Образ всегда является эмоционально насыщенным, понятие же стремится быть эмоционально нейтральным.

Образ несет на себе печать индивидуальности создавшего его художника, в то время как понятие максимально обезличено. Обычно образ не требует для своего понимания предварительных познаний, понятие же может быть понято только в контексте определенного знания. Образ всегда многозначен, от понятия же обычно требуется, во всяком случае в науке, однозначность.

Понятийное мышление стремится избегать логических противоречий, одновременного утверждения и отрицания какого-то содержания. В сфере такого мышления недопустимо, например, утверждать, что снег белый и не является белым, что следует заботиться о близких и вместе с тем это запрещено делать и т.п.[179] Требование логической непротиворечивости распространяется и на художественное мышление, но уже в ослабленной форме. Во-первых, художник должен учитывать и выражать нередкую противоречивость чувств, мыслей и действий человека и, во-вторых, некоторые применяемые в искусстве художественные приемы используют не только абсурд и бессмысленное, но и прямое противоречие для достижения большей художественной выразительности.
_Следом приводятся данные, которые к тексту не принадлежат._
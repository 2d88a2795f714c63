//! Shared deterministic types for the agent core.
//!
//! These types define stable contracts between the codec, the tools and the
//! control loop. They do not depend on external state or I/O.

use serde::{Deserialize, Serialize};
use serde_json::Value;

/// Speaker of a conversation message.
#[derive(Debug, Clone, Copy, PartialEq, Eq, Serialize, Deserialize)]
#[serde(rename_all = "lowercase")]
pub enum Role {
    System,
    User,
    Assistant,
}

/// One role-tagged conversation entry, shaped like a chat API message.
#[derive(Debug, Clone, PartialEq, Eq, Serialize, Deserialize)]
pub struct Message {
    pub role: Role,
    pub content: String,
}

impl Message {
    pub fn system(content: impl Into<String>) -> Self {
        Self {
            role: Role::System,
            content: content.into(),
        }
    }

    pub fn user(content: impl Into<String>) -> Self {
        Self {
            role: Role::User,
            content: content.into(),
        }
    }

    pub fn assistant(content: impl Into<String>) -> Self {
        Self {
            role: Role::Assistant,
            content: content.into(),
        }
    }
}

/// A single search match with its surrounding context.
///
/// Hits are immutable once produced. `snippet` holds the rendered context
/// lines, the matched line marked with `>`.
#[derive(Debug, Clone, PartialEq, Eq, Serialize, Deserialize)]
pub struct SearchHit {
    pub path: String,
    pub line_no: usize,
    pub snippet: Vec<String>,
}

/// A callable tool as advertised to the model.
#[derive(Debug, Clone, PartialEq, Serialize, Deserialize)]
pub struct ToolSpec {
    pub name: String,
    pub description: String,
    /// JSON Schema describing the tool arguments.
    pub input_schema: Value,
}

impl ToolSpec {
    /// Argument names declared by `input_schema`, sorted.
    pub fn argument_keys(&self) -> Vec<String> {
        self.input_schema
            .get("properties")
            .and_then(Value::as_object)
            .map(|props| props.keys().cloned().collect())
            .unwrap_or_default()
    }
}

/// Terminal answer produced by a `final` action or by budget exhaustion.
#[derive(Debug, Clone, PartialEq, Eq, Serialize, Deserialize)]
pub struct FinalAnswer {
    pub answer: String,
    #[serde(default)]
    pub citations: Vec<String>,
}

#[cfg(test)]
mod tests {
    use super::*;
    use serde_json::json;

    #[test]
    fn roles_serialize_lowercase() {
        let msg = Message::assistant("hi");
        let value = serde_json::to_value(&msg).expect("serialize");
        assert_eq!(value, json!({"role": "assistant", "content": "hi"}));
    }

    #[test]
    fn argument_keys_reads_schema_properties() {
        let spec = ToolSpec {
            name: "read_file".to_string(),
            description: "Read".to_string(),
            input_schema: json!({
                "type": "object",
                "properties": {"max_chars": {"type": "integer"}, "path": {"type": "string"}}
            }),
        };
        assert_eq!(spec.argument_keys(), vec!["max_chars", "path"]);
    }
}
Нелогично что-то утверждать и отрицать одновременно. Но каждому понятно двустишие римского поэта Катулла:

Да! Ненавижу и вместе люблю. — Как возможно, ты спросишь?

Не объясню я. Но так чувствую, смертно томясь.

«Все мы полны противоречий, — говорит один из героев романа С. Моэма “Луна и грош”. — Каждый из нас — просто случайная мешанина несовместимых качеств. Учебник логики скажет вам, что абсурдно утверждать, будто желтый цвет имеет цилиндрическую форму, а благодарность тяжелее воздуха; но в той смеси абсурдов, которая составляет человеческое “Я”, желтый цвет вполне может оказаться лошадью с тележкой, а благодарность — серединой будущей недели». Этот отрывок хорошо выражает сложность, а нередко и прямую противоречивость душевной жизни человека.

Испанский писатель Ф. Кеведо так озаглавил свою сатиру: «Книга обо всем и еще о многом другом». Его не смутило то, что если книга охватывает «все», то для «многого другого» уже не остается места.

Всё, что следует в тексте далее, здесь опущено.